* _THE DATA_:
##########

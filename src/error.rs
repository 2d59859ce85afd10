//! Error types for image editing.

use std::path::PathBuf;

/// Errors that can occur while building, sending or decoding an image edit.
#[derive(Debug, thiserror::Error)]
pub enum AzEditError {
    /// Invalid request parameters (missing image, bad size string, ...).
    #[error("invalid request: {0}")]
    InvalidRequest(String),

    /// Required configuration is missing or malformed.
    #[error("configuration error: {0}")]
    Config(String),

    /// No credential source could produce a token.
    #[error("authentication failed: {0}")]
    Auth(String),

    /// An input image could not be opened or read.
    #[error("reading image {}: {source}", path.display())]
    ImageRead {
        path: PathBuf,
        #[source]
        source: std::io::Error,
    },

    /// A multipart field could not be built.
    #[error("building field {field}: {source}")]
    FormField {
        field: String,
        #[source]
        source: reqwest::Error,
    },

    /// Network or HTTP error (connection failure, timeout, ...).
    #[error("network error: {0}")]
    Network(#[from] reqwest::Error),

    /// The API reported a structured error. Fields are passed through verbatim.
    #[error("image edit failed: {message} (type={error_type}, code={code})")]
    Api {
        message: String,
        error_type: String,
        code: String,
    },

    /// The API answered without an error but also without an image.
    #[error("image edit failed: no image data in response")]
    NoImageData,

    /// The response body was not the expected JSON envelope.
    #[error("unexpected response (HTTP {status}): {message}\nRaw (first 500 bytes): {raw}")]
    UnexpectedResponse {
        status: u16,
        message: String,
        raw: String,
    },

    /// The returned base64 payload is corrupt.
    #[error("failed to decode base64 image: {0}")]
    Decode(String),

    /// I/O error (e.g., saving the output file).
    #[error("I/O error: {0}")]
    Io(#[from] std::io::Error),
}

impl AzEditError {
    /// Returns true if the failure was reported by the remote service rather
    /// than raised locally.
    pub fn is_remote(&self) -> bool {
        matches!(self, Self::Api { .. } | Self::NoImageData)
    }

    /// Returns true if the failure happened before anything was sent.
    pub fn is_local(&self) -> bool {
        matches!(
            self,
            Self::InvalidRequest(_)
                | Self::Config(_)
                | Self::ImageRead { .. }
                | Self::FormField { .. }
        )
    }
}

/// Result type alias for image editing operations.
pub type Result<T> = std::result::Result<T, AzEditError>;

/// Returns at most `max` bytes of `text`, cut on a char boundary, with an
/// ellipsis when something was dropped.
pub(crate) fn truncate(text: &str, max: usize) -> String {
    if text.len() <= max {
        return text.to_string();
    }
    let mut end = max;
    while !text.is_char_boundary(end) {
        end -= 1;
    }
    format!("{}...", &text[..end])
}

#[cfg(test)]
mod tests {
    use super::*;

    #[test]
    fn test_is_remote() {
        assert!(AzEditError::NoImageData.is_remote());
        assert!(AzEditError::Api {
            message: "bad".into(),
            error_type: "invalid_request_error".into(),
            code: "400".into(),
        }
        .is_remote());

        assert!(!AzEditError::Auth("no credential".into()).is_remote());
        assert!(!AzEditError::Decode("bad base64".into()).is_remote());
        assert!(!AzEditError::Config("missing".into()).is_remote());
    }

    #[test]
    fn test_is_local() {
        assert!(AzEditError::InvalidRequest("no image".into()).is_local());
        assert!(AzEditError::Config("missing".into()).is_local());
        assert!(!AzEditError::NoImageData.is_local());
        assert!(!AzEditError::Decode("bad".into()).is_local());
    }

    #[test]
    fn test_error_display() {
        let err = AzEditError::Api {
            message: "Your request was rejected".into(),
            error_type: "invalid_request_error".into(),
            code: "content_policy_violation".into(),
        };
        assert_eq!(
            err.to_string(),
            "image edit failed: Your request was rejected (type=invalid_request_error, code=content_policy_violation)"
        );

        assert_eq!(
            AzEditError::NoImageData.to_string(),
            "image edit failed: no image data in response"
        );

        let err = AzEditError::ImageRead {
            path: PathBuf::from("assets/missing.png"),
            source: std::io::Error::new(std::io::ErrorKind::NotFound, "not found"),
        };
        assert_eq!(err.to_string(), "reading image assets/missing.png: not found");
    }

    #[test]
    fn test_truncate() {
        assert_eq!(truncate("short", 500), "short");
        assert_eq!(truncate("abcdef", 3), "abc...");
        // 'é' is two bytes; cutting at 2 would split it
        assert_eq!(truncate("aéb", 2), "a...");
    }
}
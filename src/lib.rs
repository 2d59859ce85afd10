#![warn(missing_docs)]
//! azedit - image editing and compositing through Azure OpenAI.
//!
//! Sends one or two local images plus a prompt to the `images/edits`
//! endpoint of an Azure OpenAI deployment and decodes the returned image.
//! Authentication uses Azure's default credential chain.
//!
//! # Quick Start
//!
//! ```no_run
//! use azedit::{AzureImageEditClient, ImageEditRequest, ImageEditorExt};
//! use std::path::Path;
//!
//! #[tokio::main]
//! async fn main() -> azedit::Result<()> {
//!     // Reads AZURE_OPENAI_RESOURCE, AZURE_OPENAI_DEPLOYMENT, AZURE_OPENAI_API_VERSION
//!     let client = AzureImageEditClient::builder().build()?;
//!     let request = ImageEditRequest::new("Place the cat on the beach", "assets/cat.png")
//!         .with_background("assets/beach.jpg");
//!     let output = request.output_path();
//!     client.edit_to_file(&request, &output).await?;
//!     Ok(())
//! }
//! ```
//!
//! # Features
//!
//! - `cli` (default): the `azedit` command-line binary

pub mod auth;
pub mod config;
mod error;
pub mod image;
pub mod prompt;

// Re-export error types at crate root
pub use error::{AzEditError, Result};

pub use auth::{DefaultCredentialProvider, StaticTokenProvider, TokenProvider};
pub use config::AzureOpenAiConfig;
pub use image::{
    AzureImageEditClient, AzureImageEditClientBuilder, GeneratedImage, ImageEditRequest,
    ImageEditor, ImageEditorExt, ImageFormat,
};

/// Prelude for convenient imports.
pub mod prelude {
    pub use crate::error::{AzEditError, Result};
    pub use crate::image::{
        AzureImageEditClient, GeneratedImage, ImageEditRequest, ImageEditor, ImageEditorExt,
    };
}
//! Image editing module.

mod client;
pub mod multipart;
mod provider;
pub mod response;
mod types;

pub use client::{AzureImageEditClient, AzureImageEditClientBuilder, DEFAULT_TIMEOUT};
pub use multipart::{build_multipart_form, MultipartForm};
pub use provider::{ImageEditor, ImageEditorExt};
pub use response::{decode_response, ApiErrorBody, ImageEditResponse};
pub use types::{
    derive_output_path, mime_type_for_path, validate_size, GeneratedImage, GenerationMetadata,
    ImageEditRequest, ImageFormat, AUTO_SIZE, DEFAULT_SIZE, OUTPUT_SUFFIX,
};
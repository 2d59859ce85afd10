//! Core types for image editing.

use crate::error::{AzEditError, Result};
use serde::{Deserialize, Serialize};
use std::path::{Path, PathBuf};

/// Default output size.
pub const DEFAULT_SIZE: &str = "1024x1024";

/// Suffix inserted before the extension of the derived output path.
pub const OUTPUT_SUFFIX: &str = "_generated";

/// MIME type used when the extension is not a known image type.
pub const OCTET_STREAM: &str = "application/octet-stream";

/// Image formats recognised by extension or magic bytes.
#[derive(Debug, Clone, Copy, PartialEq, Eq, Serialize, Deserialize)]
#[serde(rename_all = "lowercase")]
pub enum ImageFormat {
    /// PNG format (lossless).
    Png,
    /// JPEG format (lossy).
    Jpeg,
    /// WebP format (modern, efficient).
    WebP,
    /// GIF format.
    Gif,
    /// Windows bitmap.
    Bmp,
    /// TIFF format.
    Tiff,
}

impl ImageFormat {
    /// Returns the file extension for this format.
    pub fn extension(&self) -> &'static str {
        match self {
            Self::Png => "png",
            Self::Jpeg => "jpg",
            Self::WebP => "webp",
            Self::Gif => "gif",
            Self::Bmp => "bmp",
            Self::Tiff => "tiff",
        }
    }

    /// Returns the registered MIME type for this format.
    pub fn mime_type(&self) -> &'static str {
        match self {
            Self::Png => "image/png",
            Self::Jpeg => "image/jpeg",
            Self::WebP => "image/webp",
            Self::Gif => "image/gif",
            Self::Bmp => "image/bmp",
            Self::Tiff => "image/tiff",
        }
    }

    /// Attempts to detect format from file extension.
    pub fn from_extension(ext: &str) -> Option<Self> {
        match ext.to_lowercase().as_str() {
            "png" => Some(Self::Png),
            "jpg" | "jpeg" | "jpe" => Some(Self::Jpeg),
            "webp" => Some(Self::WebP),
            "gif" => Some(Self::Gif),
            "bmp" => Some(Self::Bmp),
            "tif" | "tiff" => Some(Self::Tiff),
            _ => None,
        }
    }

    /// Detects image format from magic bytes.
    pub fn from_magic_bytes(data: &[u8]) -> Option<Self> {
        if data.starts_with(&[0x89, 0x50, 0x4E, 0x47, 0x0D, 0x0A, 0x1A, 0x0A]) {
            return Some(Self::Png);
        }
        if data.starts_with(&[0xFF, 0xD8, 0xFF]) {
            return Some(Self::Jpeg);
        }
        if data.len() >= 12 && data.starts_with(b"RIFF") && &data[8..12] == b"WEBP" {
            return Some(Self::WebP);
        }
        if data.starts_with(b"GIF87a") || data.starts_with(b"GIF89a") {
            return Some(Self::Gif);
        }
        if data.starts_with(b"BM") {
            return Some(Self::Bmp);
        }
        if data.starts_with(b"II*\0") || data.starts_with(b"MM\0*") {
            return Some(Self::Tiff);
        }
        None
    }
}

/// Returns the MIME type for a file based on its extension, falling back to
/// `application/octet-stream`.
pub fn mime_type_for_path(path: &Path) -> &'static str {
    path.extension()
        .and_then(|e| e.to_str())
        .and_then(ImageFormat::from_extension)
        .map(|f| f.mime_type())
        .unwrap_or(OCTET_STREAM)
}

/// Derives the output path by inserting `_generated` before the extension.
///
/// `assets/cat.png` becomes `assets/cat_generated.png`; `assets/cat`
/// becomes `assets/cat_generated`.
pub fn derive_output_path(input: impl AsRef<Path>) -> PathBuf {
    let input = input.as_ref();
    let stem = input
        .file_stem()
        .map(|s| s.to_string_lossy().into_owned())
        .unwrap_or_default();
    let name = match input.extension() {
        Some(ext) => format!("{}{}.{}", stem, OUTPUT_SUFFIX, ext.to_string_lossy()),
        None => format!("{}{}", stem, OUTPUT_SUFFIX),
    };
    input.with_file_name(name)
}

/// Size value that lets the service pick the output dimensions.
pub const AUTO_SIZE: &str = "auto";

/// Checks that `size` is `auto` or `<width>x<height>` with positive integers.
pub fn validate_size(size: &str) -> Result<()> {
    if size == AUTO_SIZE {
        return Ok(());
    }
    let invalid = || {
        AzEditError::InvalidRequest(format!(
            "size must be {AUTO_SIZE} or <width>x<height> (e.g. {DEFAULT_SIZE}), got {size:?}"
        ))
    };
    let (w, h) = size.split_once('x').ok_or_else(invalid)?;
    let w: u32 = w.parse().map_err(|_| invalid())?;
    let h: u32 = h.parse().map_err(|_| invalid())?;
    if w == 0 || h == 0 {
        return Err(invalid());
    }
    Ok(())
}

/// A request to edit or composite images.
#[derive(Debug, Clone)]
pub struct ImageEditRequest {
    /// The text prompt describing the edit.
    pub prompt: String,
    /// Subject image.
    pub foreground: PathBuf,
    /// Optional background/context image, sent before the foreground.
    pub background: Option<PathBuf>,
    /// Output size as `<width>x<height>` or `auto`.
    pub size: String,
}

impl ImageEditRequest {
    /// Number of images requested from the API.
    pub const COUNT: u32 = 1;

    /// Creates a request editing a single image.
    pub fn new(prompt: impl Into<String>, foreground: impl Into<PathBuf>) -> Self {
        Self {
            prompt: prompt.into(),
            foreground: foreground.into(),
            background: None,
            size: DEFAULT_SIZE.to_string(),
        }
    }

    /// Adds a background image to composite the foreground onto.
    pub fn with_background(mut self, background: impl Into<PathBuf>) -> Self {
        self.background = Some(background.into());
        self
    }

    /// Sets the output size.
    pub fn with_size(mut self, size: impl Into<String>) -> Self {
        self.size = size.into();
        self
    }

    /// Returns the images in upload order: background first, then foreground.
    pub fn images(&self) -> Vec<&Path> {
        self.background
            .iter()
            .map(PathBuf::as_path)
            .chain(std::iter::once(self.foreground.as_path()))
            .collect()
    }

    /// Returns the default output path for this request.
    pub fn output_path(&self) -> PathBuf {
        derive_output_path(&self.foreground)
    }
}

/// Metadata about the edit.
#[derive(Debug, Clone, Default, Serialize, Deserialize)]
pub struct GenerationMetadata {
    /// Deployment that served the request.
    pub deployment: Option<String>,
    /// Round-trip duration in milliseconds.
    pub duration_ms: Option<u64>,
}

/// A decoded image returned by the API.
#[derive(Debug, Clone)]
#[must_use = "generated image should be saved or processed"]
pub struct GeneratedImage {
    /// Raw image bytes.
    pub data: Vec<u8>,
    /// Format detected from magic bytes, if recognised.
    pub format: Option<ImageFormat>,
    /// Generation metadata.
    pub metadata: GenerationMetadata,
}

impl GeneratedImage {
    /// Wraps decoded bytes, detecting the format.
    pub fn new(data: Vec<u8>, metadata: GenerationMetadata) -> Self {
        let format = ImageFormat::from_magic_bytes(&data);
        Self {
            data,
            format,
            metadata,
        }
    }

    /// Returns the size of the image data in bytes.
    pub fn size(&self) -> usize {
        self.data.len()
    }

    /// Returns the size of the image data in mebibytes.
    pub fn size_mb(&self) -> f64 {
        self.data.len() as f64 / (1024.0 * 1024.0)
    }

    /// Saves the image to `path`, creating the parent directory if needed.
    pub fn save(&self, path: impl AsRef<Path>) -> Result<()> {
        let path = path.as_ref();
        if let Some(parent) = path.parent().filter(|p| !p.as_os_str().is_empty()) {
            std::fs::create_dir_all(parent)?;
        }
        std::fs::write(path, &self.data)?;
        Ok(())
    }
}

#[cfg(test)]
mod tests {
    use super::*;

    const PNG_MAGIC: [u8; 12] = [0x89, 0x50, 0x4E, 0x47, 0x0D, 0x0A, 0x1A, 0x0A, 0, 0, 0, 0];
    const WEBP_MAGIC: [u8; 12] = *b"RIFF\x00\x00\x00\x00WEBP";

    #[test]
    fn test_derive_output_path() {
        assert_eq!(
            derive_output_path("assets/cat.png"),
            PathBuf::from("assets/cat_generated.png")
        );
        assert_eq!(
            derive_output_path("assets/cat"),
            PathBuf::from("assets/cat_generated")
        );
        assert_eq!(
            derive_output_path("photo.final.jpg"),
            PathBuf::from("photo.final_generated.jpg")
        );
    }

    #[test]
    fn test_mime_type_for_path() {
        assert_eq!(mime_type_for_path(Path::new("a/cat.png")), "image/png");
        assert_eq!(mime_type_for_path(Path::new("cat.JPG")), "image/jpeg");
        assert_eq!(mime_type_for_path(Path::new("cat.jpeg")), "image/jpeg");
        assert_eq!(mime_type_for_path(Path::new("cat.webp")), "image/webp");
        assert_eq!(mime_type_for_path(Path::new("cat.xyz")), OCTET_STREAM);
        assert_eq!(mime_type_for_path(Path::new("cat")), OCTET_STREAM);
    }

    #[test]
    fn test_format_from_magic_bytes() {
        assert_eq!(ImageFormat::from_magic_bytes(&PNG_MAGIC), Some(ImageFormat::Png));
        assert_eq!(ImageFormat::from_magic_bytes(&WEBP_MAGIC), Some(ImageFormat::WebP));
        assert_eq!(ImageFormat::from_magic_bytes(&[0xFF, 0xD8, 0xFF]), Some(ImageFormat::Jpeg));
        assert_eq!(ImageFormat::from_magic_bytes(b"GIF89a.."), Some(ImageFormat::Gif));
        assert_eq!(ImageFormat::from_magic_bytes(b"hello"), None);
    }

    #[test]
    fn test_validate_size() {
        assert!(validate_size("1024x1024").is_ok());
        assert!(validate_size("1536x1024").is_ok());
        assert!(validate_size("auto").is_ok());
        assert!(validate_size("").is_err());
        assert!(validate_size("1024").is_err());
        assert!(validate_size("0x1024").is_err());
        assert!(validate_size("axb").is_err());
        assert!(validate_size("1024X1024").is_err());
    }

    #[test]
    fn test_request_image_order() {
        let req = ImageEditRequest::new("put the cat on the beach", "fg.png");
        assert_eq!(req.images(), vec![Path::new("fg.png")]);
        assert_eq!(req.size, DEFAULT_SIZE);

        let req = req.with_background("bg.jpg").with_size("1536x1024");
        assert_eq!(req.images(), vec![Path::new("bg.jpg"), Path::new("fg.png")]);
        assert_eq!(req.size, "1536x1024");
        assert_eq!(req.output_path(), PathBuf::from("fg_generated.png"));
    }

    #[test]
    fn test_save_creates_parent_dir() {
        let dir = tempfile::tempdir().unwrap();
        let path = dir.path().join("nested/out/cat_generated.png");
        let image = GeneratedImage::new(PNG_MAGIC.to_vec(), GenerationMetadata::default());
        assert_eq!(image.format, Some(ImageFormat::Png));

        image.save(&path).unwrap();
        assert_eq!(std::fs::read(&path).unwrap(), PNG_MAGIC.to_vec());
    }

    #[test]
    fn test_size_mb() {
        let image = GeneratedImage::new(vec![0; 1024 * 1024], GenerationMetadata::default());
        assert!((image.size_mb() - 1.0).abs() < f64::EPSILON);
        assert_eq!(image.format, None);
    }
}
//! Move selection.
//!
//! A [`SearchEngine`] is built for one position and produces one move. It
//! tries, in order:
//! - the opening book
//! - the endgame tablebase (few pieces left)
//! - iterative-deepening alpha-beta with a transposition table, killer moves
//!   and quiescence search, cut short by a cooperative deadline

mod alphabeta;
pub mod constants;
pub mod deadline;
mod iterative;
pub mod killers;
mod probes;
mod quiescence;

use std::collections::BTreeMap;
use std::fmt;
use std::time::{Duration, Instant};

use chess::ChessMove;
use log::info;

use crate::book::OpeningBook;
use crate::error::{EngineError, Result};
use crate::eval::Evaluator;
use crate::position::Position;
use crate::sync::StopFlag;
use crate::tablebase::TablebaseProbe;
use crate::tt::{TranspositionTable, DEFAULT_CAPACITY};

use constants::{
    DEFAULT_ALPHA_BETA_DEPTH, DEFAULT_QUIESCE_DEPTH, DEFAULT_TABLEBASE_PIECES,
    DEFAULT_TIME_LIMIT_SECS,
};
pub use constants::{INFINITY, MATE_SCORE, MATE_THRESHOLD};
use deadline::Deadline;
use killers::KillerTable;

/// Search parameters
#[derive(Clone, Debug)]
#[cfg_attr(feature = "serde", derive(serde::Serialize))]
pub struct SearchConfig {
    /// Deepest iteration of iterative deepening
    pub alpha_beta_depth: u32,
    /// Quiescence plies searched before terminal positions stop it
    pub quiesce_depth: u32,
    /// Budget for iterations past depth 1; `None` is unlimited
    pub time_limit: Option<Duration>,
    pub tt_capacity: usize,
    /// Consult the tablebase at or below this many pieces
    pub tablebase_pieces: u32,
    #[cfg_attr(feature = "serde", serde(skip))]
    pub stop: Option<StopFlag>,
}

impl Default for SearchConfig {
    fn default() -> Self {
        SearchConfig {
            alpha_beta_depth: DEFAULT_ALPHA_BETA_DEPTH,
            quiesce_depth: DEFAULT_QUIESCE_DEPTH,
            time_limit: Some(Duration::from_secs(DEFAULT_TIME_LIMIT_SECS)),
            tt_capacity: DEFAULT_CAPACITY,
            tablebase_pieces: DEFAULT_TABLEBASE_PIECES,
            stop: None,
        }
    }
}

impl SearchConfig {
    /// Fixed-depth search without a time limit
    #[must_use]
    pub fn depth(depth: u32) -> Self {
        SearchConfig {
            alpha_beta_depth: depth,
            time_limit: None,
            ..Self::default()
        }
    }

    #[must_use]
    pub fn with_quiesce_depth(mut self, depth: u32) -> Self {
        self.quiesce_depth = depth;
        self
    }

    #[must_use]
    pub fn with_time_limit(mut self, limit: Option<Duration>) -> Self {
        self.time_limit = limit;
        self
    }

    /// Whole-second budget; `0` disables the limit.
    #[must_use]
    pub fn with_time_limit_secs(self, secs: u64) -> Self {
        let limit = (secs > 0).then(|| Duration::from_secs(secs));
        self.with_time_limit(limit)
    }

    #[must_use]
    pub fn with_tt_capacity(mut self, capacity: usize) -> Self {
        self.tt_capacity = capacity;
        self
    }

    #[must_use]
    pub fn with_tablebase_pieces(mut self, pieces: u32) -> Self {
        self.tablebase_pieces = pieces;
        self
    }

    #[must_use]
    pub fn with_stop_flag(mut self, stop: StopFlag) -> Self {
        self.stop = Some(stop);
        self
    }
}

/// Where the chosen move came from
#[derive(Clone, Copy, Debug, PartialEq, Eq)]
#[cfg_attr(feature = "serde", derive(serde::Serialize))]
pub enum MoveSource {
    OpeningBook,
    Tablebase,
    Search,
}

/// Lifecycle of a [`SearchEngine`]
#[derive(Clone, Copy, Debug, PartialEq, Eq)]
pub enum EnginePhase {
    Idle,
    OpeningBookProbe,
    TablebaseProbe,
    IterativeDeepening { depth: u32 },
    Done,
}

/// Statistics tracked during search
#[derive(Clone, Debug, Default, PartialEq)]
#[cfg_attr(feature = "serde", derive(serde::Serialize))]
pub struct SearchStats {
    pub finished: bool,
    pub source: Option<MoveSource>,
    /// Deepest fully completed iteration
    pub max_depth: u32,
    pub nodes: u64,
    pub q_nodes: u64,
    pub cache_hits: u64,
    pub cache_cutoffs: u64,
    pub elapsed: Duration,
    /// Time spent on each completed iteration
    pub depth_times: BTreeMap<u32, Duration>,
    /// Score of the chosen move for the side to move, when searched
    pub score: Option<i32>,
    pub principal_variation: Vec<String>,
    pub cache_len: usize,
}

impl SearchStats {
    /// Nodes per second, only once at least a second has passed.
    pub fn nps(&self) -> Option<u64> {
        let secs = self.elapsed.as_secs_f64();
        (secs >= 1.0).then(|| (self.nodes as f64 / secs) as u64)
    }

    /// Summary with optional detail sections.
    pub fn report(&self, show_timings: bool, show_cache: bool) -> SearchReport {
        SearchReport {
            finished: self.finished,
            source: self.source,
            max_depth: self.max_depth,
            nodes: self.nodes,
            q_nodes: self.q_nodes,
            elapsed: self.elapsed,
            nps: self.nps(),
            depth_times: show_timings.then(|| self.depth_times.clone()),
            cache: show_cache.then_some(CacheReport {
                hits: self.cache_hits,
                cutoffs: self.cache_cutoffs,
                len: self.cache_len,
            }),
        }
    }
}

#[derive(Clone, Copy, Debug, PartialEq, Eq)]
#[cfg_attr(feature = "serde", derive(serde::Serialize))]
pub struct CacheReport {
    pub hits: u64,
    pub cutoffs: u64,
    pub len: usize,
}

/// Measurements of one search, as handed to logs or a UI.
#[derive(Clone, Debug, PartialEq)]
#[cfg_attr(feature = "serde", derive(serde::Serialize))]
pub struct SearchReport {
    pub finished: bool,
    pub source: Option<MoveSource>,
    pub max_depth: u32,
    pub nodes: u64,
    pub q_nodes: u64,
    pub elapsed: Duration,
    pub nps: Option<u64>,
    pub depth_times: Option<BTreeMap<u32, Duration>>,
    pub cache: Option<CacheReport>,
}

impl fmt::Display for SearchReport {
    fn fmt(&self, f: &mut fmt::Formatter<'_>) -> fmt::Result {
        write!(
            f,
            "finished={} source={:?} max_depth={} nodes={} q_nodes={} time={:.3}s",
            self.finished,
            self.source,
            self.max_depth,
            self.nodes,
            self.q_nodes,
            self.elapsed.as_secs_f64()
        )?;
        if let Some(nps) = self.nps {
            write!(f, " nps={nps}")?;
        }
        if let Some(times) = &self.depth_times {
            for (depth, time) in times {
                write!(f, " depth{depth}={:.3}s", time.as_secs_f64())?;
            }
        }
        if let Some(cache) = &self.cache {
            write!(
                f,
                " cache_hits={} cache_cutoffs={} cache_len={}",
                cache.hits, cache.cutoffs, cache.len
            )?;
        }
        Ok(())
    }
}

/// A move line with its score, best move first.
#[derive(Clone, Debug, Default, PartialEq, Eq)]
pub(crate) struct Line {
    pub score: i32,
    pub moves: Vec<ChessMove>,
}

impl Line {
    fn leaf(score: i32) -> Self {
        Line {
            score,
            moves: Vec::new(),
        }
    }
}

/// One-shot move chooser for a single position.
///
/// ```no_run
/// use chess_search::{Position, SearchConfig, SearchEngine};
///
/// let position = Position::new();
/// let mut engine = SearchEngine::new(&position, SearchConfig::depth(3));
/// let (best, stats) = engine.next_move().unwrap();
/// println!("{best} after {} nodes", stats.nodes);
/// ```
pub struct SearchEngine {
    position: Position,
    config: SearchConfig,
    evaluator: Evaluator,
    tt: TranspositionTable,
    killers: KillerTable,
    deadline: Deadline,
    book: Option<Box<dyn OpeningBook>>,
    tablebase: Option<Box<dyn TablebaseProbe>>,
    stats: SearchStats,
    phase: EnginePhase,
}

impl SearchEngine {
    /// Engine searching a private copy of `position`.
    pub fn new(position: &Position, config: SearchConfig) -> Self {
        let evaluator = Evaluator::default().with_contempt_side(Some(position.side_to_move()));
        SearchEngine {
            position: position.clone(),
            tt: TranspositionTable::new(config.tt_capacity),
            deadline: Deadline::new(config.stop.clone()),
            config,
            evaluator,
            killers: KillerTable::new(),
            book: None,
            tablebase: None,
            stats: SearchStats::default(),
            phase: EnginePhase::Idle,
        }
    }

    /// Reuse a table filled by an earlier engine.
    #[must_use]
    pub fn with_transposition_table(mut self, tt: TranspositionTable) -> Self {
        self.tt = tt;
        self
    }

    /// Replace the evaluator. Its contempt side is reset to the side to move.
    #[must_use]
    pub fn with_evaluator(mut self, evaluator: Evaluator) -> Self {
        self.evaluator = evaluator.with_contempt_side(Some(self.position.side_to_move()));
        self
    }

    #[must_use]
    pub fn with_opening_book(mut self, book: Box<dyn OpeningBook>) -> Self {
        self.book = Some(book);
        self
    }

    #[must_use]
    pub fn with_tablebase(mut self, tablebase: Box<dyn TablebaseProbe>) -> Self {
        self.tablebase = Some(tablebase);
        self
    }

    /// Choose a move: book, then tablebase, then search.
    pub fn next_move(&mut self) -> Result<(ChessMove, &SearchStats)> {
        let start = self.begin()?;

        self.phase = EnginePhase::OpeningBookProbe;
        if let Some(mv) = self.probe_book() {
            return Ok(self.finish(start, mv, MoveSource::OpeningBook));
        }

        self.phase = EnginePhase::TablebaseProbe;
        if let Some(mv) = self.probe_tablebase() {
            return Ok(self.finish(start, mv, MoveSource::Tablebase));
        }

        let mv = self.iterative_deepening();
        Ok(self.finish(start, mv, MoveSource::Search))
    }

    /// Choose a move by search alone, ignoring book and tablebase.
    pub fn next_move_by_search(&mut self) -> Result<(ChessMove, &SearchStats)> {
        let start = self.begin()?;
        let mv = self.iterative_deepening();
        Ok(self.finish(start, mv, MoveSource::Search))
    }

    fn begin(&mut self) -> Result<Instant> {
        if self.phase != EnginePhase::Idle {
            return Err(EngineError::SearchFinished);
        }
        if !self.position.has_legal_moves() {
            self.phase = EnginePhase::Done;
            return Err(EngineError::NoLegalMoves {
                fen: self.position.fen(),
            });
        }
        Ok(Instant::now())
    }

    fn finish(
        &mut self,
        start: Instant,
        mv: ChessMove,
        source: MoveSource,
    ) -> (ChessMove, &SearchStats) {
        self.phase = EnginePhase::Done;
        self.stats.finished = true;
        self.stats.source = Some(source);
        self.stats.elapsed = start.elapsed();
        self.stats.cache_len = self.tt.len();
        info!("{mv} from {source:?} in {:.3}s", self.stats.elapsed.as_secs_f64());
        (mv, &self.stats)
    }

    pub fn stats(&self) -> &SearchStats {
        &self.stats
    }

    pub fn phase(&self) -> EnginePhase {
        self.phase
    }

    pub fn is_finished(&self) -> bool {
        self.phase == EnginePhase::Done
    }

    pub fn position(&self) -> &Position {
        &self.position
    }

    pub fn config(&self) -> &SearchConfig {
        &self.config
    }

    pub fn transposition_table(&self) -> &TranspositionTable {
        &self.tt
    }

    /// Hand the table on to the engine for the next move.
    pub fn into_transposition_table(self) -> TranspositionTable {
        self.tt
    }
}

##########

* _HOW TO COMPLETE THIS TASK_: Using the records, report how many lines contain the word "TablebaseProbe", adding no other text.

* _TASK RESPONSE_: 5